After visiting with friends and relatives, they settled in Elkhart, Indiana in 1872. Enock Hill attended grammar schools in Elkhart as well as high school at the age of 15. It was once explained by Mrs. E.H. Turnock Jr., the origin of the spelling of Enock with a “k” rather than the common spelling with an “h”, she said, “I have been told, that the London family had a son Enoch who died in infancy, but the parents like the name, and named their next son Enock, to distinguish him in family records. Enock was mostly known as E. Hill but his brothers called him ‘Nock’.” E. Hill Turnock spent his early years in Elkhart, Indiana where he accepted employment with the Lakeshore railroad.

Early career
Here he worked his way up to head pattern maker. His inclinations and his early talents indicated his career for him when a young man. Part of his training was acquired in the Art Institute of Chicago, and for nine years he was with the noted Chicago architect, William Le Baron Jenney. Afterwards, he established his own firm in Chicago until 1907, when he returned to Elkhart, Indiana.

Influences
William Le Baron Jenney
Henry Hobson Richardson
Louis Sullivan
Daniel H. Burnham
These architects were among the most influential American architects in the later 19th and early 20th centuries.

Later years
When Enock Hill Turnock returned to Elkhart he opened his own architectural firm where he designed many finer buildings which included homes, factories, and public buildings. Some of these buildings included the Elkhart City Hall, Elkhart General Hospital, Elkhart High School, the Elkhart Masonic Temple, Elkhart Public Library, a Presbyterian Church, Christian Science Church, the YWCA building, and the Water Company building. Turnock's other structures include the A.R. Beardsley Mausoleum in the Grace Lawn cemetery, the Rice Cemetery office, and many residential homes located throughout the city of Elkhart. On the other hand, the most recognized and famous home built in Elkhart is the Ruthmere, which was originally built for Mr. and Mrs. A.R. Beardsley.

Turnock was a member of the Tyrian and Royal Lodge of Masons, Christiana Country Club, Atherton Club, the old Century Club, and the American Institute of Architects. He also served as the first president of the Indiana Society of Architects. Enock Hill Turnock was honored with a fellowship in the American Institute of Architects. Turnock received the only honorary member of the state association for the Indiana Society of Architects.

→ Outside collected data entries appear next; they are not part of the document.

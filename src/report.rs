use log::info;
use std::io::Write;
use tabled::{
    builder::Builder,
    settings::{object::Columns, Alignment, Modify, Style},
    Table,
};

use crate::error::ScheduleResult;
use crate::format::{
    format_currency, format_long_date, format_percentage, format_rate, FormatConfig,
};
use crate::loan::PenaltySchedule;

pub const REPORT_TITLE: &str = "Extended Bridge Loan Return Schedule";

const TABLE_HEADERS: [&str; 5] = ["Timeline", "Principal", "Interest", "Total Return", "Return %"];

const CSV_HEADERS: [&str; 6] = [
    "period",
    "date_range",
    "principal",
    "interest",
    "total_return",
    "return_percentage",
];

/// Title, optional project name and the loan terms the schedule was built from.
pub fn render_summary(project_name: &str, schedule: &PenaltySchedule, config: &FormatConfig) -> String {
    let params = schedule.parameters();

    let mut builder = Builder::default();
    builder.push_record(["Principal", "Base Rate", "Weekly Penalty", "Maturity Date"]);
    builder.push_record([
        format_currency(params.principal, config),
        format_rate(params.base_interest_rate),
        format_rate(params.weekly_penalty_rate),
        format_long_date(&params.maturity_date),
    ]);
    let mut terms = Table::from(builder);
    terms.with(Style::blank());

    let mut summary = String::from(REPORT_TITLE);
    summary.push('\n');
    if !project_name.is_empty() {
        summary.push_str(project_name);
        summary.push('\n');
    }
    summary.push('\n');
    summary.push_str(&terms.to_string());
    summary
}

pub fn render_table(schedule: &PenaltySchedule, config: &FormatConfig) -> String {
    let mut builder = Builder::default();
    builder.push_record(TABLE_HEADERS);
    for row in schedule.rows() {
        builder.push_record([
            format!("{}\n{}", row.period, row.date_range),
            format_currency(row.principal, config),
            format_currency(row.interest, config),
            format_currency(row.total_return, config),
            format_percentage(row.return_percentage, config),
        ]);
    }

    let mut table = Table::from(builder);
    table
        .with(Style::modern())
        .with(Modify::new(Columns::new(1..)).with(Alignment::right()));
    table.to_string()
}

pub fn render_report(project_name: &str, schedule: &PenaltySchedule, config: &FormatConfig) -> String {
    format!(
        "{}\n\n{}",
        render_summary(project_name, schedule, config),
        render_table(schedule, config)
    )
}

/// Writes every row with unrounded amounts.
pub fn write_csv<W: Write>(schedule: &PenaltySchedule, writer: W) -> ScheduleResult<()> {
    let mut wtr = csv::Writer::from_writer(writer);
    wtr.write_record(CSV_HEADERS)?;
    for row in schedule.rows() {
        wtr.write_record([
            row.period.to_string(),
            row.date_range.to_string(),
            row.principal.to_string(),
            row.interest.to_string(),
            row.total_return.to_string(),
            row.return_percentage.to_string(),
        ])?;
    }
    wtr.flush()?;
    info!("exported {} schedule rows", schedule.get_row_count());
    Ok(())
}

#[cfg(test)]
mod tests {
    use super::*;
    use crate::loan::LoanParameters;
    use test_log::test;

    fn schedule(weeks: i64) -> PenaltySchedule {
        PenaltySchedule::new(LoanParameters::new(200000., 16.5, 3.5, "2024-12-27", weeks).unwrap())
            .unwrap()
    }

    #[test]
    fn test_render_table_columns_and_values() {
        let table = render_table(&schedule(2), &FormatConfig::default());

        for header in TABLE_HEADERS {
            assert!(table.contains(header), "missing header {}", header);
        }
        assert!(table.contains("Base Return"));
        assert!(table.contains("Through Dec 27"));
        assert!(table.contains("Week 1 Penalty"));
        assert!(table.contains("Dec 28 - Jan 3"));
        assert!(table.contains("Week 2 Penalty"));
        assert!(table.contains("Jan 4 - Jan 10"));
        assert!(table.contains("$200,000"));
        assert!(table.contains("$33,000"));
        assert!(table.contains("$233,000"));
        assert!(table.contains("$234,155"));
        assert!(table.contains("$235,350"));
        assert!(table.contains("16.5%"));
        assert!(table.contains("17.1%"));
        assert!(table.contains("17.7%"));
        assert!(!table.contains("Week 3 Penalty"));
    }

    #[test]
    fn test_render_summary() {
        let config = FormatConfig::default();
        let summary = render_summary("Harbor View Lofts", &schedule(6), &config);
        assert!(summary.starts_with(REPORT_TITLE));
        assert!(summary.contains("Harbor View Lofts"));
        assert!(summary.contains("$200,000"));
        assert!(summary.contains("16.5%"));
        assert!(summary.contains("3.5%"));
        assert!(summary.contains("12/27/2024"));

        let unnamed = render_summary("", &schedule(6), &config);
        assert!(unnamed.starts_with(&format!("{}\n\n", REPORT_TITLE)));
    }

    #[test]
    fn test_render_report_has_summary_then_table() {
        let report = render_report("", &schedule(1), &FormatConfig::default());
        let title = report.find(REPORT_TITLE).unwrap();
        let timeline = report.find("Timeline").unwrap();
        assert!(title < timeline);
    }

    #[test]
    fn test_write_csv() {
        let mut out = Vec::new();
        write_csv(&schedule(1), &mut out).unwrap();
        let text = String::from_utf8(out).unwrap();
        let lines: Vec<&str> = text.lines().collect();

        assert_eq!(lines.len(), 3);
        assert_eq!(
            lines[0],
            "period,date_range,principal,interest,total_return,return_percentage"
        );
        assert_eq!(lines[1], "Base Return,Through Dec 27,200000,33000,233000,16.5");
        assert!(lines[2].starts_with("Week 1 Penalty,Dec 28 - Jan 3,200000,34155"));
    }
}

For some time, Enock Hill Turnock had been ill with kidney troubles. He spent approximately seven months at the Mayo Hospital in Rochester, Minnesota before returning to Ft. Wayne, Indiana. Enock Hill Turnock and his wife returned to Ft. Wayne to live with his wife's two sisters. Enock Hill Turnock died with kidney trouble approximately two months after returning home from the Mayo Hospital.

Enoch Hill Turnock designed many upscale residential homes, finer buildings, churches and businesses in Chicago, Illinois; Elkhart, Indiana; surrounding cities and even, in Whitby, Canada. An extensive list of structures credited to E. Hill Turnock as well as a listing of all structures believed to be designed by Turnock, but not verified, can found at the Robert B. Beardsley Arts Reference Library at the Ruthmere Museum in Elkhart.

Work
Following is a list of notable properties created by Enoch Hill Turnock.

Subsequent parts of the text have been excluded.